But considering, you can hear some sound from your bulb, there's a slight possibility, that some components will be stressed. What factors can theoretically lead to failure?

Warning: highly speculative, as it depends on the design of the used circuitry

  • triggering a switch on. Every time the hot wire exceeds some triggering voltage level, the electronics try to start the circuit. They eventually fail, because after applying real load to the hot wire, the voltage collapses and the circuitry looses power before all buffering capacitors get properly loaded. You can try to verify that using a good scope. This switch on process may be deteriorating to some of the components.

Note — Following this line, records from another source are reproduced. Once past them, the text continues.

//! Autoheal CLI
//!
//! Operator entry point for the failure capture pipeline, the pattern
//! library and the validation mesh.

use std::path::{Path, PathBuf};
use std::sync::Arc;

use anyhow::{Context, Result};
use chrono::Utc;
use clap::{Parser, Subcommand, ValueEnum};
use colored::Colorize;
use serde::Serialize;
use tokio::time::Instant;
use tracing::{info, warn};
use tracing_subscriber::{fmt, prelude::*, EnvFilter};
use uuid::Uuid;

use autoheal::learner::PatternLearner;
use autoheal::mesh::{AuditLayer, RuntimeLayer, StateLayer, StaticLayer, ValidationResult};
use autoheal::report::{HealthReport, PipelineStats};
use autoheal::{
    ActionRegistry, AutohealConfig, CaptureRequest, ErrorCategory, ErrorDetails, FailureCapture,
    FailureContext, JsonFileStore, LayerKind, LayerStatus, MeshResult, Method, PatternRule,
    Severity, Store, ValidationMesh,
};

/// Failure capture, self-remediation and health validation
#[derive(Parser)]
#[command(name = "autoheal")]
#[command(about = "Failure capture, self-remediation and health validation")]
#[command(version)]
struct Cli {
    #[command(subcommand)]
    command: Commands,

    /// Path to the JSON config file
    #[arg(long, env = "AUTOHEAL_CONFIG", default_value = "autoheal.json", global = true)]
    config: PathBuf,

    /// Output format
    #[arg(long, default_value = "text", global = true)]
    format: OutputFormat,

    /// Log format (logs go to stderr)
    #[arg(long, default_value = "text", global = true)]
    log_format: OutputFormat,

    /// Enable verbose logging
    #[arg(short, long, global = true)]
    verbose: bool,
}

#[derive(Clone, Copy, Default, ValueEnum)]
enum OutputFormat {
    #[default]
    Text,
    Json,
}

#[derive(Subcommand)]
enum Commands {
    /// Capture one failure through the full pipeline
    Capture {
        /// Error type name
        #[arg(long)]
        name: String,

        /// Error message
        #[arg(long)]
        message: String,

        /// File containing the stack trace
        #[arg(long)]
        stack_file: Option<PathBuf>,

        /// Machine-readable error code
        #[arg(long)]
        code: Option<String>,

        /// Route or operation identifier
        #[arg(long)]
        route: String,

        /// Operation kind (GET, POST, ..., JOB, EVENT)
        #[arg(long, default_value = "GET")]
        method: Method,

        /// Request payload as JSON (sensitive keys are redacted)
        #[arg(long)]
        payload: Option<String>,

        /// Override the classified category
        #[arg(long)]
        category: Option<ErrorCategory>,

        /// Override the derived severity
        #[arg(long)]
        severity: Option<Severity>,
    },

    /// Run the validation mesh
    Mesh {
        /// Run a single layer (static, runtime, state, audit)
        #[arg(long)]
        layer: Option<LayerKind>,
    },

    /// Learn new (disabled) patterns from stored failures
    Learn {
        /// Restrict learning to one category
        #[arg(long)]
        category: Option<ErrorCategory>,
    },

    /// Curate the pattern library
    Patterns {
        #[command(subcommand)]
        action: PatternCommands,
    },

    /// Run the mesh and the learner, then print the health report
    Report,
}

#[derive(Subcommand)]
enum PatternCommands {
    /// List every pattern
    List,
    /// Enable a reviewed pattern
    Enable { id: Uuid },
    /// Disable a pattern
    Disable { id: Uuid },
}

/// Everything a command needs, built once from configuration.
struct App {
    config: AutohealConfig,
    store: Arc<dyn Store>,
    registry: Arc<ActionRegistry>,
}

impl App {
    async fn load(config_path: &Path) -> Result<Self> {
        let config = AutohealConfig::load(config_path)
            .with_context(|| format!("Failed to load config from {}", config_path.display()))?;
        for problem in config.validate() {
            warn!("{problem}");
        }

        let store = JsonFileStore::open(&config.store.path)
            .await
            .with_context(|| format!("Failed to open store {}", config.store.path.display()))?;
        let registry = ActionRegistry::from_commands(&config.actions);
        info!(
            store = %store.path().display(),
            actions = registry.len(),
            "Loaded autoheal"
        );

        Ok(Self {
            config,
            store: Arc::new(store),
            registry: Arc::new(registry),
        })
    }

    fn mesh(&self) -> ValidationMesh {
        ValidationMesh::new()
            .with_layer(StaticLayer::new(
                self.config.clone(),
                self.store.clone(),
                self.registry.clone(),
            ))
            .with_layer(RuntimeLayer::builtin(
                self.store.clone(),
                self.registry.clone(),
                self.config.mesh.memory_headroom,
            ))
            .with_layer(StateLayer::new(self.store.clone()))
            .with_layer(AuditLayer::from_config(&self.config.mesh.audit_sources))
    }

    fn learner(&self) -> PatternLearner {
        PatternLearner::new(self.store.clone(), self.config.learner.clone())
    }
}

#[tokio::main]
async fn main() -> Result<()> {
    let cli = Cli::parse();
    init_tracing(cli.verbose, cli.log_format);

    let app = App::load(&cli.config).await?;
    let healthy = match cli.command {
        Commands::Capture {
            name,
            message,
            stack_file,
            code,
            route,
            method,
            payload,
            category,
            severity,
        } => {
            let mut error = ErrorDetails::new(name, message);
            if let Some(path) = stack_file {
                let stack = std::fs::read_to_string(&path)
                    .with_context(|| format!("Failed to read stack file {}", path.display()))?;
                error = error.with_stack(stack);
            }
            if let Some(code) = code {
                error = error.with_code(code);
            }

            let mut context = FailureContext::new(route, method);
            if let Some(raw) = payload {
                let value = serde_json::from_str(&raw).context("--payload is not valid JSON")?;
                context = context.with_payload(value);
            }

            let mut request = CaptureRequest::new(error, context);
            request.category = category;
            request.severity = severity;

            let capture =
                FailureCapture::from_config(app.store.clone(), app.registry.clone(), &app.config);
            let signature = capture.capture(request).await;

            match cli.format {
                OutputFormat::Json => print_json(&signature)?,
                OutputFormat::Text => {
                    println!("{} {}", "Fingerprint:".bold(), signature.fingerprint.cyan());
                    println!("  category:    {}", signature.category);
                    println!("  severity:    {}", severity_label(signature.severity));
                    println!("  occurrences: {}", signature.occurrence_count);
                    println!("  first seen:  {}", signature.first_seen);
                    match &signature.resolution {
                        Some(r) if r.resolved() => {
                            println!("  resolution:  {} via {}", "resolved".green(), r.action);
                        }
                        Some(r) => println!("  resolution:  {} via {}", "unresolved".red(), r.action),
                        None => println!("  resolution:  {}", "no matching pattern".bright_black()),
                    }
                }
            }
            true
        }

        Commands::Mesh { layer: Some(kind) } => {
            let mesh = app.mesh();
            let result = mesh
                .run_layer(kind)
                .await
                .with_context(|| format!("No {kind} layer is registered"))?;
            match cli.format {
                OutputFormat::Json => print_json(&result)?,
                OutputFormat::Text => print_layer(&result),
            }
            result.status != LayerStatus::Fail
        }

        Commands::Mesh { layer: None } => {
            let result = app.mesh().run_all().await;
            match cli.format {
                OutputFormat::Json => print_json(&result)?,
                OutputFormat::Text => print_mesh(&result),
            }
            result.passed
        }

        Commands::Learn { category } => {
            let learner = app.learner();
            let learned = match category {
                Some(category) => learner.learn_from_store(category).await?,
                None => learner.learn_all().await?,
            };
            match cli.format {
                OutputFormat::Json => print_json(&learned)?,
                OutputFormat::Text => {
                    if learned.is_empty() {
                        println!("No new patterns learned");
                    }
                    for rule in &learned {
                        print_pattern(rule);
                    }
                }
            }
            true
        }

        Commands::Patterns { action } => {
            run_patterns(app.store.as_ref(), action, cli.format).await?;
            true
        }

        Commands::Report => {
            let started = Instant::now();
            let mesh = app.mesh().run_all().await;
            let learned = app.learner().learn_all().await?;
            let stats = PipelineStats::collect(app.store.as_ref()).await?;
            let duration_ms = u64::try_from(started.elapsed().as_millis()).unwrap_or(u64::MAX);
            let report = HealthReport::new(&mesh, stats, learned.len(), duration_ms);

            match cli.format {
                OutputFormat::Json => print_json(&report)?,
                OutputFormat::Text => report.print_summary(),
            }
            report.passed
        }
    };

    if !healthy {
        std::process::exit(1);
    }
    Ok(())
}

fn init_tracing(verbose: bool, format: OutputFormat) {
    let filter = EnvFilter::try_from_default_env().unwrap_or_else(|_| {
        if verbose {
            EnvFilter::new("autoheal=debug,info")
        } else {
            EnvFilter::new("autoheal=info,warn")
        }
    });

    let registry = tracing_subscriber::registry().with(filter);
    match format {
        OutputFormat::Json => registry
            .with(fmt::layer().json().with_writer(std::io::stderr))
            .init(),
        OutputFormat::Text => registry
            .with(fmt::layer().with_writer(std::io::stderr))
            .init(),
    }
}

async fn run_patterns(store: &dyn Store, action: PatternCommands, format: OutputFormat) -> Result<()> {
    match action {
        PatternCommands::List => {
            let patterns = store.list_patterns().await?;
            match format {
                OutputFormat::Json => print_json(&patterns)?,
                OutputFormat::Text => {
                    if patterns.is_empty() {
                        println!("No patterns stored");
                    }
                    for rule in &patterns {
                        print_pattern(rule);
                    }
                }
            }
        }
        PatternCommands::Enable { id } | PatternCommands::Disable { id } => {
            let enable = matches!(action, PatternCommands::Enable { .. });
            let mut rule = store
                .get_pattern(id)
                .await?
                .with_context(|| format!("Pattern {id} not found"))?;
            rule.enabled = enable;
            if enable {
                rule.manual_override += 1;
            }
            rule.updated_at = Utc::now();
            store.update_pattern(&rule).await?;
            info!(rule_id = %id, enabled = enable, "Updated pattern");

            match format {
                OutputFormat::Json => print_json(&rule)?,
                OutputFormat::Text => print_pattern(&rule),
            }
        }
    }
    Ok(())
}

fn print_json<T: Serialize>(value: &T) -> Result<()> {
    println!("{}", serde_json::to_string_pretty(value)?);
    Ok(())
}

fn severity_label(severity: Severity) -> colored::ColoredString {
    match severity {
        Severity::Critical => severity.as_str().red().bold(),
        Severity::High => severity.as_str().red(),
        Severity::Medium => severity.as_str().yellow(),
        Severity::Low => severity.as_str().bright_black(),
    }
}

fn status_label(status: LayerStatus) -> colored::ColoredString {
    match status {
        LayerStatus::Pass => "✓ PASS".green(),
        LayerStatus::Warn => "⚠ WARN".yellow(),
        LayerStatus::Fail => "✗ FAIL".red().bold(),
    }
}

fn print_pattern(rule: &PatternRule) {
    let state = if rule.enabled {
        "enabled".green()
    } else {
        "disabled".bright_black()
    };
    println!("{} {} [{}]", rule.id.to_string().cyan(), rule.name.bold(), state);
    println!(
        "    {} → {}  confidence {:.2} ({} ok / {} failed)  fingerprints {}  conditions {}",
        rule.category,
        rule.action.action,
        rule.confidence,
        rule.success_count,
        rule.failure_count,
        rule.fingerprints.len(),
        rule.conditions.len()
    );
}

fn print_layer(result: &ValidationResult) {
    println!(
        "{:<8} {}  ({} issues, {}ms)",
        result.layer.as_str().bold(),
        status_label(result.status),
        result.issues.len(),
        result.duration_ms
    );
    for issue in &result.issues {
        let fix = if issue.auto_fixable { " [auto-fixable]" } else { "" };
        println!(
            "    {} {}: {}{}",
            severity_label(issue.severity),
            issue.title,
            issue.description,
            fix.bright_black()
        );
    }
}

fn print_mesh(result: &MeshResult) {
    println!();
    println!("{}", "Validation mesh".cyan().bold());
    println!("{}", "═".repeat(60).bright_black());
    for layer in &result.results {
        print_layer(layer);
    }
    for conflict in result.conflicts() {
        println!("{} {}", "⚠".yellow(), conflict.detail);
    }
    println!("{}", "═".repeat(60).bright_black());
    println!("Confidence: {:.1}%", result.confidence * 100.0);
    for rec in &result.recommendations {
        println!("  {} {rec}", "→".cyan());
    }
    if result.passed {
        println!("{}", "✓ Mesh passed".green().bold());
    } else {
        println!("{}", "✗ Mesh failed".red().bold());
    }
}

  • deformed waveforms. A capacitive coupled voltage has a high internal impedance if you want to put it that way. Circuitry with a lot of semiconductors and capacitors as LED bulbs will deform the waveform easily leading to sharp spikes i.e. the derivative of the voltage on the hot wire is partially very high. This can be heard, because it poses additional mechanical stress on capacitors and inductors. Perhaps this mechanical stress also increases the probability of failure.
  • Perhaps you don't deal with capacitive current but with leakage due to damaged wiring. From your statement that you still measure 40 V when a load is applied, I think leakage currents are within the realms of possibility. You should rule that out, soon! Leakage currents may damage the bulb and your health as well.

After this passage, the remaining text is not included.